Ehimen Orukpe: En la Liga Endesa no basta con saber poner bloqueos

Hay un momento siempre maravilloso, que es cuando esta web, ya va camino de los diez años desde su creación, se retroalimenta. Es lo que ocurre cuando uno se pone a escribir el perfil de Ehimen Orukpe, el pívot nigeriano que durante la temporada 2013-14 militó en el UCAM Murcia sin mucha suerte.

En 2013, el gran Antonio Rodríguez escribió un análisis en Endesa Basket Lover sobre su incorporación al conjunto pimentonero. “Es grande. Muy grande. No solamente mide 2.13 y tiene unos brazos interminables. Es un tipo que en las inmediaciones de la zona, se hace más grande todavía. Esa es la verdadera tarjeta de presentación de Orupke y esas son las cualidades que UCAM Murcia ha valorado para su fichaje”, empieza diciendo.

Sí, que era grande, como había demostrado en sus años en Wichita State, con la que jugó la Final Four en su último año con números que hablaban bien a las claras de que se trataba de un especialista defensivo (2,6 puntos, 4,4 rebotes y 1,6 tapones). Llegó a probar sin éxito con los Golden State Warriors. “Será perfecto para Óscar Quintana, sobre todo contando con que vienen de una liga en la que tenían que casi morir por cada rebote.
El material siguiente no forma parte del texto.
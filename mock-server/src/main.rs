use tokio::net::TcpListener;
use tracing_subscriber::EnvFilter;

#[tokio::main]
async fn main() -> Result<(), std::io::Error> {
    tracing_subscriber::fmt()
        .with_env_filter(
            EnvFilter::try_from_default_env().unwrap_or_else(|_| EnvFilter::new("info")),
        )
        .init();

    let port = std::env::var("PORT").unwrap_or_else(|_| "3000".to_string());
    let addr = format!("127.0.0.1:{port}");
    let listener = TcpListener::bind(&addr).await?;
    tracing::info!(%addr, "contacts mock server listening");
    mock_server::run(listener).await
}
Orukpe tiene unas excelentes manos para capturar rebotes, sobre todo en defensa, como para recibir balones comprometidos en las cercanías del aro. Es capaz de atrapar casi todos”, añade Rodríguez, que también advirtió de algo: “en ataque es un jugador limitado…relativamente. Es cierto que su movilidad con los pies es la justa, jugador lento para desplazamientos laterales, para recuperar defendiendo ‘pick & roll’. Es un hombre básicamente para ayudar con bloqueos a sus compañeros”.

En las pruebas de esfuerzo con el UCAM Murcia.

El resultado fue francamente fallido. Ni Quintana (“tiene gran potencia de salto, muy bueno atléticamente, que puede correr toda la pista y nos va a dar mucha consistencia en defensa. Es muy buen taponador y muy buen reboteador. Su juego en ataque ha progresado en los últimos años y esperamos que en la liga Endesa continúe con esa progresión”, aseguró cuando se le fichó) ni su sustituto, Marcelo Nicola, le vieron el nivel suficiente. Solo le alinearon en 12 partidos y muy poquito (6:39 de media). Sus 0,8 puntos y 1,8 rebotes son meramente simbólicos. Se llegó a hablar de una cesión en plena campaña que finalmente no se produciría.

Orupke tuvo una segunda oportunidad en España, pero tampoco terminó de aprovecharla. Inició la temporada siguiente en LEB Oro con el Huesca, en el que su trabajo específico (3,9 puntos y 4,4 rebotes en 14:15 minutos) no terminó de encajar. De hecho, en enero se marchó al Tarragona, en Plata, donde sí jugó algo más (24:23), lo que le ayudó a que sus números sí que fuesen mucho más importantes (9,3 puntos, 9,5 rebotes y 2,1 tapones para 13,7 de valoración).

En la 2015-16 saltó al Jolly JBS de Sibenik croata, pero solo cuatro partidos. A partir de entonces (y solo tenía 26 años) no volvió al baloncesto profesional ni tampoco ha sido posible encontrar rastros suyos a nivel laboral después. Sí que disponía de una buena formación al estudiar Matemáticas y Administración de Empresas en Wichita.